I knew he couldn’t see in the dark any better than I could. So I said nothing. I let my backpack fall to the floor and made sure I knew where the outside pockets were.

“By the time your pal the drunk shows up, the fumes from this little thingamajig I’ve got here will have killed you. I’d like to say it’s been nice knowing you, and it was fun for a while, but now, it’s just too much trouble. Although …” He squatted down close to me. “I could stay for a few minutes if you were nice to me.” I could smell his breath, meaty and minty. “Maybe you can live if you’re nice. But you can’t keep your mouth shut, can you Allie?”

He slid his body up next to me, grabbing the mitten off my left hand and putting my warm palm on his lower thigh. Blue jeans. My right arm was stronger.

I let my left hand go limp and Tabor inched it up his thigh. That was where I stabbed him.

“You bitch!”
he screamed.

He was up and out the door before I could react and wedge something in it. It didn’t snap closed automatically, because of the drift of the snow. But it was on some kind of spring, and it began rapidly to eat the column of paler darkness. Shucking my remaining ski, I jumped to my feet and tried to jam it into the door. I pushed my shoulder against it. It must have been six inches thick.
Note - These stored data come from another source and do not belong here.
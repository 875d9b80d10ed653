use rand::rngs::StdRng;
use rand::seq::index;

use crate::ai::Transition;
use crate::error::TrainingError;

/// Fixed-capacity ring buffer of state transitions. Once full, every
/// insertion overwrites the slot at the write cursor and advances it, so
/// the logical length never exceeds the capacity.
pub struct ReplayBuffer {
    buffer: Vec<Transition>,
    capacity: usize,
    position: usize,
}

impl ReplayBuffer {
    pub fn new(capacity: usize) -> Self {
        ReplayBuffer {
            buffer: Vec::with_capacity(capacity),
            capacity,
            position: 0,
        }
    }

    /// Add a transition, recycling the oldest slot when full.
    pub fn push(&mut self, transition: Transition) {
        if self.buffer.len() < self.capacity {
            self.buffer.push(transition);
        } else {
            self.buffer[self.position] = transition;
        }
        self.position = (self.position + 1) % self.capacity;
    }

    /// Draw a batch uniformly without replacement from the current
    /// contents. Requesting more transitions than are stored fails.
    pub fn sample(
        &self,
        batch_size: usize,
        rng: &mut StdRng,
    ) -> Result<Vec<&Transition>, TrainingError> {
        if batch_size > self.buffer.len() {
            return Err(TrainingError::InsufficientSamples {
                requested: batch_size,
                available: self.buffer.len(),
            });
        }
        let indices = index::sample(rng, self.buffer.len(), batch_size);
        Ok(indices.iter().map(|i| &self.buffer[i]).collect())
    }

    pub fn len(&self) -> usize {
        self.buffer.len()
    }

    pub fn is_empty(&self) -> bool {
        self.buffer.is_empty()
    }

    pub fn capacity(&self) -> usize {
        self.capacity
    }

    /// Slot access in storage order, for inspecting overwrite behavior.
    pub fn get(&self, slot: usize) -> &Transition {
        &self.buffer[slot]
    }
}

#[cfg(test)]
mod tests {
    use super::*;
    use ndarray::arr1;
    use rand::SeedableRng;

    fn transition(tag: f64) -> Transition {
        Transition {
            state: arr1(&[tag, 0.0]),
            action: 0,
            reward: 0.0,
            next_state: None,
        }
    }

    #[test]
    fn test_push_and_len() {
        let mut buf = ReplayBuffer::new(10);
        assert_eq!(buf.len(), 0);

        buf.push(transition(0.0));
        assert_eq!(buf.len(), 1);

        for i in 1..10 {
            buf.push(transition(i as f64));
        }
        assert_eq!(buf.len(), 10);
    }

    #[test]
    fn test_ring_overwrites_in_circular_order() {
        let capacity = 5;
        let mut buf = ReplayBuffer::new(capacity);
        for i in 0..8 {
            buf.push(transition(i as f64));
        }
        assert_eq!(buf.len(), capacity);

        // The most recent insertion (index 7) landed at slot 7 mod 5.
        assert_eq!(buf.get(7 % capacity).state[0], 7.0);
        // Slots not yet recycled still hold the first pass.
        assert_eq!(buf.get(3).state[0], 3.0);
        assert_eq!(buf.get(4).state[0], 4.0);
    }

    #[test]
    fn test_sample_without_replacement() {
        let mut buf = ReplayBuffer::new(100);
        for i in 0..50 {
            buf.push(transition(i as f64));
        }
        let mut rng = StdRng::seed_from_u64(17);
        let batch = buf.sample(10, &mut rng).unwrap();
        assert_eq!(batch.len(), 10);

        let mut tags: Vec<i64> = batch.iter().map(|t| t.state[0] as i64).collect();
        tags.sort_unstable();
        tags.dedup();
        assert_eq!(tags.len(), 10, "sampling must not repeat transitions");
    }

    #[test]
    fn test_sample_more_than_stored_fails() {
        let mut buf = ReplayBuffer::new(10);
        buf.push(transition(0.0));
        let mut rng = StdRng::seed_from_u64(17);
        let err = buf.sample(5, &mut rng).unwrap_err();
        assert!(matches!(
            err,
            TrainingError::InsufficientSamples {
                requested: 5,
                available: 1
            }
        ));
    }
}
I could hear Tabor outside, swearing and muttering as he made for the car I’d evidently missed.

He couldn’t have been hurt too badly, not unless I got lucky and hit an artery.
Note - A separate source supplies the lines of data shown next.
use ndarray::{Array1, ArrayView1};
use rand::rngs::StdRng;
use rand::Rng;

use crate::ai::network::{mean_squared_error, Gradients, Init, Network, OutputActivation};
use crate::config::DqnConfig;
use crate::error::NetworkError;

/// A single state transition produced by one environment decision.
/// Immutable once stored; `next_state` is `None` on terminal steps.
#[derive(Debug, Clone)]
pub struct Transition {
    pub state: Array1<f64>,
    pub action: usize,
    pub reward: f64,
    pub next_state: Option<Array1<f64>>,
}

/// Frozen copy of a value network used to compute bootstrap targets.
/// Captured by wholesale replacement; mutating the online network never
/// touches an already-captured target.
#[derive(Debug, Clone)]
pub struct TargetNetwork {
    network: Network,
}

impl TargetNetwork {
    pub fn capture(online: &Network) -> Self {
        TargetNetwork {
            network: online.clone(),
        }
    }

    /// Replace the frozen weights with the online network's current weights.
    pub fn refresh(&mut self, online: &Network) {
        self.network = online.clone();
    }

    /// Highest action value for a state under the frozen weights.
    pub fn max_value(&self, state: ArrayView1<f64>) -> Result<f64, NetworkError> {
        let (_, values) = self.network.forward(state)?;
        Ok(values.fold(f64::NEG_INFINITY, |m, &v| m.max(v)))
    }

    pub fn network(&self) -> &Network {
        &self.network
    }
}

/// Q-learning model: linear per-action value heads over the shared
/// two-layer core, with epsilon-greedy action selection.
#[derive(Debug, Clone)]
pub struct ValueModel {
    network: Network,
    discount_rate: f64,
    explore_factor: f64,
}

impl ValueModel {
    pub fn new(config: &DqnConfig, rng: &mut StdRng) -> Self {
        let network = Network::with_random_weights(
            config.input_size,
            config.hidden_size,
            config.action_count,
            config.learning_rate,
            OutputActivation::Linear,
            Init::Small,
            rng,
        );
        ValueModel {
            network,
            discount_rate: config.discount_rate,
            explore_factor: config.explore_start,
        }
    }

    pub fn from_network(network: Network, discount_rate: f64, explore_factor: f64) -> Self {
        ValueModel {
            network,
            discount_rate,
            explore_factor,
        }
    }

    /// Epsilon-greedy selection: uniform random with probability
    /// `explore_factor`, otherwise greedy.
    pub fn select_action(
        &self,
        state: ArrayView1<f64>,
        rng: &mut StdRng,
    ) -> Result<usize, NetworkError> {
        if rng.random_range(0.0..1.0) < self.explore_factor {
            return Ok(rng.random_range(0..self.network.output_size()));
        }
        self.greedy_action(state)
    }

    /// Argmax over the predicted action values, ties broken by preferring
    /// the lower action index.
    pub fn greedy_action(&self, state: ArrayView1<f64>) -> Result<usize, NetworkError> {
        let (_, values) = self.network.forward(state)?;
        let mut best = 0;
        for (i, &v) in values.iter().enumerate().skip(1) {
            if v > values[best] {
                best = i;
            }
        }
        Ok(best)
    }

    /// Bootstrap target for one transition: the raw reward on terminal
    /// steps, otherwise reward plus the discounted best value of the next
    /// state under the frozen target network.
    pub fn bootstrap_target(
        &self,
        transition: &Transition,
        target: &TargetNetwork,
    ) -> Result<f64, NetworkError> {
        let mut value = transition.reward;
        if let Some(next_state) = &transition.next_state {
            value += self.discount_rate * target.max_value(next_state.view())?;
        }
        Ok(value)
    }

    /// Gradients for one transition: predict, overwrite the taken action's
    /// entry with the bootstrap target, back-propagate the linear delta.
    /// Untouched entries have zero delta, so non-taken actions receive zero
    /// gradient by construction. Also returns the mean squared error.
    pub fn transition_gradients(
        &self,
        transition: &Transition,
        target: &TargetNetwork,
    ) -> Result<(Gradients, f64), NetworkError> {
        let (hidden, predicted) = self.network.forward(transition.state.view())?;

        let mut expected = predicted.clone();
        expected[transition.action] = self.bootstrap_target(transition, target)?;

        let delta = &predicted - &expected;
        let grads = self
            .network
            .backward(transition.state.view(), hidden.view(), delta.view());
        let error = mean_squared_error(expected.view(), predicted.view());
        Ok((grads, error))
    }

    /// One training step over a sampled mini-batch: per-transition gradients
    /// summed across the batch and applied once. Returns the mean error.
    pub fn train_batch(
        &mut self,
        batch: &[&Transition],
        target: &TargetNetwork,
    ) -> Result<f64, NetworkError> {
        let mut summed = Gradients::zeros(
            self.network.input_size(),
            self.network.hidden_size(),
            self.network.output_size(),
        );
        let mut total_error = 0.0;
        for transition in batch {
            let (grads, error) = self.transition_gradients(transition, target)?;
            summed.accumulate(&grads);
            total_error += error;
        }
        self.network.apply_gradients(&summed);
        Ok(total_error / batch.len() as f64)
    }

    /// Geometric exploration decay, floored at the configured minimum.
    pub fn decay_exploration(&mut self, decay: f64, floor: f64) {
        self.explore_factor = (self.explore_factor * decay).max(floor);
    }

    pub fn explore_factor(&self) -> f64 {
        self.explore_factor
    }

    pub fn set_explore_factor(&mut self, explore_factor: f64) {
        self.explore_factor = explore_factor;
    }

    pub fn discount_rate(&self) -> f64 {
        self.discount_rate
    }

    pub fn network(&self) -> &Network {
        &self.network
    }

    pub fn network_mut(&mut self) -> &mut Network {
        &mut self.network
    }
}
I kneeled near the doorway trying to get my hands around the edge of the door before it slammed. But I was too slow, and I fell away in defeat. At least Tabor hadn’t been able to turn on some engine or propane or whatever he’d said he had. Maybe he never had anything at all.

All I had to do was bundle up … and wait. I collapsed back, pushing myself away from the door that was colder than the meadow outside.

Then I heard the clank and slither, behind me. I smelled the foulness in the air—an animal smell that had nothing to do with cars or gas.

It was quicker than I was.

I stood, but before I could jump to one side, it sprang and jerked me down, by my shoulder and my hair.

24
ZOMBIE ANGEL

“Bear? Did I hurt you? I couldn’t let you leave without me. I should have let you go …”

I was crying before I could speak. I reached out with both hands to pull her to me. In the darkness, we fell on some kind of thin rug. I held my Juliet, what there was left of her. For minutes, that was enough. She stank of dirty hair and wounds and messes that had never been cleaned.

I’m a pristine person. I held her closer. I wouldn’t have cared if she were radioactive.

Finally I whispered “Is it really you?”

“It’s really me. Bear, I’m so sorry.”

“Sorry. No. Don’t be sorry. Did he hurt you?”

“I’m not hurt. I did everything wrong. I did everything wrong.”

“You’ve been here all this time?”

“Since the night I threw boiling water on him in his penthouse. I convinced him I wanted to make tea … he thought I still believed him, about Bolivia. If I didn’t go, he said he
would wait until you were out driving with Angela, and then—”

“I know.”

“So I took a hot shower … and I let the towel fall off around me …” She breathed in, and I could hear the rattling in her chest. She was sick. But she would get better. I willed it so. “That makes me want to throw up now. Oh, Allie!”

“It’s okay, Juliet. It’s okay! I promise. I’m here now.”